Convert timestamps from INT96 to INT64 using Spark’s v2 writer, which enables better encoding and compression.

Configuration

Add these settings to your job cluster:

spark.conf.set("spark.sql.parquet.outputTimestampType", "TIMESTAMP_MILLIS")
spark.conf.set("spark.hadoop.parquet.writer.version", "v2")

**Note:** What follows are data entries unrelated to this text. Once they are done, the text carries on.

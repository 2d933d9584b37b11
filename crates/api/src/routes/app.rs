//! Route declarations for `/v1/app`: global read-only lookups that support
//! the application's operations. Any authenticated user can access them.

use mercato_core::routing::RouteGroup;

/// Routes mounted at `/v1/app`.
///
/// ```text
/// GET /locations                                          -> locations.index
/// GET /locations/{location}                               -> locations.view
/// GET /locations/{location}/postal-codes                  -> locations.postalCodes
/// GET /locations/{location}/postal-codes/{postalCode}     -> locations.postalCodes.view
/// GET /banks                                              -> banks.index
/// GET /banks/{bank}                                       -> banks.view
/// GET /couriers                                           -> couriers.index
/// GET /couriers/{courier}                                 -> couriers.view
/// GET /couriers/{courier}/services                        -> couriers.services
/// GET /couriers/{courier}/services/{service}              -> couriers.services.view
/// ```
pub fn declare(app: &mut RouteGroup<'_>) {
    app.group("/locations", "locations", |locations| {
        locations.get(
            "/",
            "index",
            "simple list of active locations, searchable by keywords",
        );
        locations.get("/{location}", "view", "view location");
        locations.get(
            "/{location}/postal-codes",
            "postalCodes",
            "simple list of active postal codes",
        );
        locations.get(
            "/{location}/postal-codes/{postalCode}",
            "postalCodes.view",
            "view postal code",
        );
    });

    app.group("/banks", "banks", |banks| {
        banks.get("/", "index", "simple list of active banks");
        banks.get("/{bank}", "view", "view bank");
    });

    app.group("/couriers", "couriers", |couriers| {
        couriers.get("/", "index", "simple list of active couriers");
        couriers.get("/{courier}", "view", "view courier");
        couriers.get(
            "/{courier}/services",
            "services",
            "simple list of active courier services",
        );
        couriers.get(
            "/{courier}/services/{service}",
            "services.view",
            "view courier service",
        );
    });
}
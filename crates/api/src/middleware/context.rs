use std::convert::Infallible;

use axum::extract::FromRequestParts;
use axum::http::request::Parts;
use mercato_core::types::RecordId;
use serde::Serialize;

use super::auth::AuthUser;
use super::locale::UserLocale;
use super::team::TeamContext;

/// Everything the route's middleware chain resolved for this request.
///
/// Never rejects: fields are `None` when the route does not run the
/// corresponding middleware.
#[derive(Debug, Clone, Default, PartialEq, Eq, Serialize)]
pub struct RequestContext {
    #[serde(skip_serializing_if = "Option::is_none")]
    pub user_id: Option<RecordId>,
    #[serde(skip_serializing_if = "Option::is_none")]
    pub team_id: Option<RecordId>,
    #[serde(skip_serializing_if = "Option::is_none")]
    pub locale: Option<String>,
}

impl RequestContext {
    pub fn is_empty(&self) -> bool {
        self.user_id.is_none() && self.team_id.is_none() && self.locale.is_none()
    }
}

impl<S> FromRequestParts<S> for RequestContext
where
    S: Send + Sync,
{
    type Rejection = Infallible;

    async fn from_request_parts(parts: &mut Parts, _state: &S) -> Result<Self, Self::Rejection> {
        Ok(RequestContext {
            user_id: parts
                .extensions
                .get::<AuthUser>()
                .map(|u| u.user_id.clone()),
            team_id: parts
                .extensions
                .get::<TeamContext>()
                .map(|t| t.team_id.clone()),
            locale: parts.extensions.get::<UserLocale>().map(|l| l.0.clone()),
        })
    }
}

Or in cluster configuration:

spark.sql.parquet.outputTimestampType TIMESTAMP_MILLIS
spark.hadoop.parquet.writer.version v2

Results After Optimization

After applying these settings, the Parquet file metadata shows:

  • Physical Type: INT64
  • Logical Type: TIMESTAMP_MILLIS
  • Encoding: DELTA_BINARY_PACKED (automatically chosen by v2 writer)
SELECT * FROM parquet_schema('my_prod_file.snappy.parquet');

The timestamp column is now stored as INT64 with TIMESTAMP_MILLIS precision, using only 8 bytes instead of 12.

Performance Impact

After implementing this optimization:

  • File size: Reduced by 20-40% for timestamp-heavy datasets
  • Query performance: Significant improvement in read operations
  • Metadata overhead: Reduced due to better encoding

Key Learnings

  1. Spark v1 writer limitations: Uses INT96 and PLAIN_DICTIONARY by default for compatibility, which is inefficient for high-cardinality timestamps
  2. Encoding is file-level: You cannot choose encoding per column in Spark; the writer version determines available encodings
  3. v2 writer benefits: Automatically selects better encodings (like DELTA_BINARY_PACKED) based on data patterns
  4. INT64 > INT96: For timestamps, INT64 is more efficient (8 bytes vs 12 bytes) and enables better encoding options

Recommendations

  1. Use v2 writer for high-cardinality timestamps: If your dataset has unique or sequential timestamps, v2 writer with INT64 encoding will perform significantly better
  2. Works across platforms: Both Apache Spark and Databricks Spark support v2 writer
  3. Backwards compatibility: Ensure downstream tools can read v2 Parquet files (most modern tools support it)
  4. Test first: Benchmark your specific workload to confirm performance improvements
  5. Not a silver bullet: This optimization specifically helps high-cardinality timestamp columns; low-cardinality columns benefit from dictionary encoding

When NOT to Use This

Stick with the default (v1 writer, INT96) if:

  • You need compatibility with very old Parquet readers
  • Your timestamps have low cardinality (many repeated values)
  • You’re using Impala or other tools with limited INT64 timestamp support

Conclusion

For time-series datasets with high-cardinality timestamps, switching from INT96 to INT64 encoding with Spark’s v2 writer provides substantial improvements in both storage efficiency and query performance. This simple configuration change can yield 20-40% reduction in file size and faster reads—a significant win for minimal effort.